((
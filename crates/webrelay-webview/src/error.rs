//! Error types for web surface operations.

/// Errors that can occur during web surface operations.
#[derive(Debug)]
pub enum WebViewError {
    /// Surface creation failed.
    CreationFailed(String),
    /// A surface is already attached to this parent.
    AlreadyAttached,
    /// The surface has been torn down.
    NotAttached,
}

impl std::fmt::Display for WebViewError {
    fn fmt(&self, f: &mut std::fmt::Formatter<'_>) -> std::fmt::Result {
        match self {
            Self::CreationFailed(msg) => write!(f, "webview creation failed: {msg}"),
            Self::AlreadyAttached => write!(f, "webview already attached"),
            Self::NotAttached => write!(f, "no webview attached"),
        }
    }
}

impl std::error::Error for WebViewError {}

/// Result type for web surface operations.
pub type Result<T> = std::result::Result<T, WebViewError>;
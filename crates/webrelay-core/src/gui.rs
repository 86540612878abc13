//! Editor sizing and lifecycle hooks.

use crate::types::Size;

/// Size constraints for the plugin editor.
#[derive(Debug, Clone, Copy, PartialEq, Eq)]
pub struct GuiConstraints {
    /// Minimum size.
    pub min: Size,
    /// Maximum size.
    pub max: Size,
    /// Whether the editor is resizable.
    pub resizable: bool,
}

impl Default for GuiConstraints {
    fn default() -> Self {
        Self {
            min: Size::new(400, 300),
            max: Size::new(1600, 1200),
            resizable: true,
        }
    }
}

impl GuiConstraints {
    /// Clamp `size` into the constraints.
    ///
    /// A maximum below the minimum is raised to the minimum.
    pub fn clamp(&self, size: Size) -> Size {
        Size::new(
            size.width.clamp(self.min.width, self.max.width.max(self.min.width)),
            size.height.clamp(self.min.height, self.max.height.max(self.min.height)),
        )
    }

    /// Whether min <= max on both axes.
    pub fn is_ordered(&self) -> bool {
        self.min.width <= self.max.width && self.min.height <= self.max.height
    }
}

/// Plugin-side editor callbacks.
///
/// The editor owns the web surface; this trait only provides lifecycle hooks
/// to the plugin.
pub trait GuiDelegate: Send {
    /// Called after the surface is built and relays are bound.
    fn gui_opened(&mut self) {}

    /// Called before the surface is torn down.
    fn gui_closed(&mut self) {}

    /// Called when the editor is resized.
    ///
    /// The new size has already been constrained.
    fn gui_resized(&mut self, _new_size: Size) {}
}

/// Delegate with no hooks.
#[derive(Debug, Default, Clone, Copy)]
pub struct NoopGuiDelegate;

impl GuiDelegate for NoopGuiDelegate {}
))
## TASK TO COMPLETE
Starting at the line that contains "to the plugin.", output every remaining line of the data exactly, and stop after the last one.

## WRITTEN ANSWER
/// to the plugin.
pub trait GuiDelegate: Send {
    /// Called after the surface is built and relays are bound.
    fn gui_opened(&mut self) {}

    /// Called before the surface is torn down.
    fn gui_closed(&mut self) {}

    /// Called when the editor is resized.
    ///
    /// The new size has already been constrained.
    fn gui_resized(&mut self, _new_size: Size) {}
}

/// Delegate with no hooks.
#[derive(Debug, Default, Clone, Copy)]
pub struct NoopGuiDelegate;

impl GuiDelegate for NoopGuiDelegate {}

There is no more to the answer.